The trade talk for Ramon Sessions hasn't been dormant in the last month or so, just pretty quiet. But things really heated up after Wednesday night's 32 point, eight assist performance in an upset of the Lakers. According to a tweet from ESPN's Chris Broussard, the Knicks, Hawks and Trail Blazers have all expressed interest in acquiring the fourth-year guard.
Sessions is averaging 12.3 points and 5.3 assists for the season but he's really excelled in the last month, most notably in the absence of Mo Williams. He's averaging 16.3 points (49.4 FG percent, 86.8 FT percent), 7.6 assists, 3.2 rebounds and 1.3 steals in the last 30 days. He showed flashes of this type of capability in the 2008-09 season for Milwaukee but somewhat took a step back last season in Minnesota, getting just 21 minutes per game off the bench and starting only one game despite playing in all 82.
Interest in Sessions is at an all-time high but that doesn't mean the Cavs have interest in moving him.
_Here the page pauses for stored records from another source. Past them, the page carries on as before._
use std::sync::Arc;
use std::time::{SystemTime, UNIX_EPOCH};

use bytes::Bytes;
use serde::{Deserialize, Serialize};

use crate::device::StagingTexture;

/// Packed swapchain pixel formats accepted by the capture core.
#[derive(Debug, Clone, Copy, PartialEq, Eq, Serialize, Deserialize)]
pub enum PixelFormat {
    Bgra8,
    Rgba8,
}

impl PixelFormat {
    pub const fn bytes_per_pixel(self) -> usize {
        4
    }
}

/// Frame rotation. Captured swapchain frames are never rotated in this core.
#[derive(Debug, Clone, Copy, PartialEq, Eq, Serialize, Deserialize)]
pub enum Rotation {
    None,
}

/// Planar 4:2:0 buffer: one contiguous allocation, Y plane then U then V.
#[derive(Debug, Clone)]
pub struct I420Buffer {
    width: u32,
    height: u32,
    /// Immutable plane data - can be shared across threads without copying
    data: Bytes,
}

impl I420Buffer {
    pub(crate) fn from_planes(width: u32, height: u32, data: Bytes) -> Self {
        debug_assert_eq!(data.len(), Self::required_len(width, height));
        Self {
            width,
            height,
            data,
        }
    }

    pub(crate) fn required_len(width: u32, height: u32) -> usize {
        let (cw, ch) = (width.div_ceil(2) as usize, height.div_ceil(2) as usize);
        width as usize * height as usize + 2 * cw * ch
    }

    pub fn width(&self) -> u32 {
        self.width
    }

    pub fn height(&self) -> u32 {
        self.height
    }

    pub fn stride_y(&self) -> usize {
        self.width as usize
    }

    pub fn stride_u(&self) -> usize {
        self.width.div_ceil(2) as usize
    }

    pub fn stride_v(&self) -> usize {
        self.stride_u()
    }

    pub fn data_y(&self) -> &[u8] {
        &self.data[..self.stride_y() * self.height as usize]
    }

    pub fn data_u(&self) -> &[u8] {
        let y_len = self.stride_y() * self.height as usize;
        let c_len = self.stride_u() * self.height.div_ceil(2) as usize;
        &self.data[y_len..y_len + c_len]
    }

    pub fn data_v(&self) -> &[u8] {
        let y_len = self.stride_y() * self.height as usize;
        let c_len = self.stride_u() * self.height.div_ceil(2) as usize;
        &self.data[y_len + c_len..y_len + 2 * c_len]
    }
}

/// Pixel payload of a dispatched frame.
#[derive(Clone)]
pub enum FrameBuffer {
    /// CPU-converted planar data for software encoders.
    I420(I420Buffer),
    /// Raw staging texture handed off to a hardware encoder. The clone held
    /// here keeps the pool slot in-flight until every holder drops the frame.
    Texture(Arc<dyn StagingTexture>),
}

/// Immutable descriptor for one captured frame, dispatched to each sink.
#[derive(Clone)]
pub struct VideoFrame {
    pub buffer: FrameBuffer,
    pub width: u32,
    pub height: u32,
    pub rotation: Rotation,
    /// Capture wall-clock timestamp, nanoseconds since the Unix epoch.
    pub timestamp_ns: i64,
    /// Network-synchronized milliseconds, when a clock service is wired.
    pub ntp_time_ms: Option<i64>,
}

/// Wall-clock capture timestamp.
pub(crate) fn epoch_nanos() -> i64 {
    SystemTime::now()
        .duration_since(UNIX_EPOCH)
        .map(|d| d.as_nanos() as i64)
        .unwrap_or(0)
}

#[cfg(test)]
mod tests {
    use super::*;

    #[test]
    fn i420_plane_layout() {
        let buf = I420Buffer::from_planes(4, 2, Bytes::from(vec![0u8; 4 * 2 + 2 * 2]));
        assert_eq!(buf.data_y().len(), 8);
        assert_eq!(buf.data_u().len(), 2);
        assert_eq!(buf.data_v().len(), 2);
        assert_eq!(buf.stride_y(), 4);
        assert_eq!(buf.stride_u(), 2);
    }

    #[test]
    fn i420_odd_dimensions_round_up_chroma() {
        let len = I420Buffer::required_len(5, 3);
        assert_eq!(len, 15 + 2 * 3 * 2);
        let buf = I420Buffer::from_planes(5, 3, Bytes::from(vec![0u8; len]));
        assert_eq!(buf.data_u().len(), 6);
        assert_eq!(buf.data_v().len(), 6);
    }

    #[test]
    fn epoch_timestamp_is_positive() {
        assert!(epoch_nanos() > 0);
    }
}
He's been described as one of the few keeper pieces the franchise has going forward and shipping off one of the two players (along with J.J. Hickson) that has shown the most promise this season won't be an easy move to explain to fans. Don't get me wrong—if the Cavs are offered a first-round pick or something for him they should seriously consider it—but it's highly unlikely Ramon is wearing anything but a Cavalier uniform after Feb. 24.
New Orleans remains the team that is most often mentioned in any potential Jamison trade. The biggest obstacle, of course, is his contract—$13.4 million for the rest of this year and $15.0 million in 2011-12. The Hornets don't want to take on his deal but, according to reports from Cleveland.com, might be interested having an insurance policy should David West opt out at the end of the season and test free agency.
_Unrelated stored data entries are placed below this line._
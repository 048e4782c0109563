//! GPU-direct capturer: the render thread pushes live swapchain textures,
//! frames are copied into pooled staging buffers and dispatched to sinks.

use std::sync::Arc;
use std::time::Instant;

use tracing::{info, instrument, warn};

use super::convert;
use super::frame::{epoch_nanos, FrameBuffer, I420Buffer, Rotation, VideoFrame};
use super::pool::StagingPool;
use super::sink::{FrameSink, SinkId, SinkSet};
use super::{Capturer, FrameSource};
use crate::device::{CaptureDevice, DeviceError, EncoderMode, HardwareEncoder, NtpClock, SourceTexture};
use crate::CaptureConfig;

/// Captures pushed render-target textures through a staging pool.
pub struct GpuCapturer {
    device: Arc<dyn CaptureDevice>,
    pool: StagingPool,
    sinks: SinkSet,
    mode: EncoderMode,
    encoder: Option<Arc<dyn HardwareEncoder>>,
    clock: Option<Arc<dyn NtpClock>>,
    running: bool,
}

impl GpuCapturer {
    pub fn new(device: Arc<dyn CaptureDevice>, config: CaptureConfig) -> Self {
        let pool = StagingPool::new(Arc::clone(&device), config.staging_slots);
        Self {
            device,
            pool,
            sinks: SinkSet::new(),
            mode: config.encoder,
            encoder: None,
            clock: None,
            running: false,
        }
    }

    /// Wire the hardware encoder collaborator. It receives the capture device
    /// during `initialize` so it can consume staging textures directly.
    pub fn set_hardware_encoder(&mut self, encoder: Arc<dyn HardwareEncoder>) {
        self.encoder = Some(encoder);
    }

    pub fn set_clock(&mut self, clock: Arc<dyn NtpClock>) {
        self.clock = Some(clock);
    }

    pub fn add_sink(&mut self, id: SinkId, sink: Arc<dyn FrameSink>) {
        self.sinks.add(id, sink);
    }

    pub fn remove_sink(&mut self, id: SinkId) -> bool {
        self.sinks.remove(id)
    }

    pub fn start(&mut self) {
        self.running = true;
    }

    /// Halt capture. `send_frame` becomes a no-op; nothing pending to cancel.
    pub fn stop(&mut self) {
        self.running = false;
    }

    pub fn is_running(&self) -> bool {
        self.running
    }

    pub fn pool_stats(&self) -> (usize, usize, usize) {
        self.pool.stats()
    }

    /// Copy the live texture into a staging slot and dispatch one frame per
    /// registered sink, in registration order.
    #[instrument(skip(self, frame_buffer))]
    pub fn send_texture(&mut self, frame_buffer: &dyn SourceTexture) {
        if !self.running || self.sinks.is_empty() {
            return;
        }

        let width = frame_buffer.width();
        let height = frame_buffer.height();
        let format = frame_buffer.format();

        // Backpressure: no free slot means this frame is skipped, not queued.
        let Some(staging) = self.pool.acquire(width, height, format) else {
            metrics::counter!("capture_frames_dropped").increment(1);
            return;
        };

        let copy_start = Instant::now();
        if let Err(e) = self.device.copy_to_staging(frame_buffer, staging.as_ref()) {
            warn!("staging copy failed, skipping frame: {e}");
            metrics::counter!("capture_frames_dropped").increment(1);
            return;
        }
        metrics::histogram!("capture_copy_us").record(copy_start.elapsed().as_micros() as f64);

        for sink in self.sinks.iter() {
            let buffer = match self.mode {
                EncoderMode::Software => {
                    match map_and_convert(self.device.as_ref(), staging.as_ref(), width, height) {
                        Ok(i420) => FrameBuffer::I420(i420),
                        Err(e) => {
                            warn!("staging map failed, skipping delivery: {e}");
                            continue;
                        }
                    }
                }
                // Ownership handoff: the clone keeps the slot in flight until
                // the hardware path releases the frame.
                EncoderMode::Hardware => FrameBuffer::Texture(Arc::clone(&staging)),
            };

            sink.on_frame(VideoFrame {
                buffer,
                width,
                height,
                rotation: Rotation::None,
                timestamp_ns: epoch_nanos(),
                ntp_time_ms: self.clock.as_deref().map(|clock| clock.current_ntp_ms()),
            });
            metrics::counter!("capture_frames_delivered").increment(1);
        }
    }
}

fn map_and_convert(
    device: &dyn CaptureDevice,
    staging: &dyn crate::device::StagingTexture,
    width: u32,
    height: u32,
) -> Result<I420Buffer, DeviceError> {
    let format = staging.format();
    let mut converted = None;
    device.with_mapped(staging, &mut |data, stride| {
        converted = Some(convert::packed_to_i420(data, stride, format, width, height));
    })?;
    converted.ok_or_else(|| DeviceError::Map("mapping produced no data".into()))
}

impl Capturer for GpuCapturer {
    fn initialize(&mut self) -> Result<(), DeviceError> {
        #[cfg(feature = "multithread-protection")]
        self.device.set_multithread_protected(true);

        if let Some(encoder) = &self.encoder {
            info!("binding hardware encoder to capture device");
            encoder.bind_device(Arc::clone(&self.device));
        }
        Ok(())
    }

    fn send_frame(&mut self, source: FrameSource<'_>) {
        match source {
            FrameSource::Texture(texture) => self.send_texture(texture),
            // This capturer is push-driven; it owns no back buffer.
            FrameSource::BackBuffer => {}
        }
    }
}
The Cavs could buy out Jamison if they can't find a buyer for him. ESPN's Ric Bucher said in a chat a few weeks ago that he expected the Cavs to negotiate a buyout if they couldn't trade him. But I wouldn't expect the Cavs to simply cut their ties with Jamison—he's a veteran presence in the locker room and is someone from which the young guys can learn professionalism (especially if they decide to trade Parker). No one knows what the parameters of a new CBA would be but you have to imagine his $15 million expiring contract would have some value next season. There would really be no point in buying him out this year.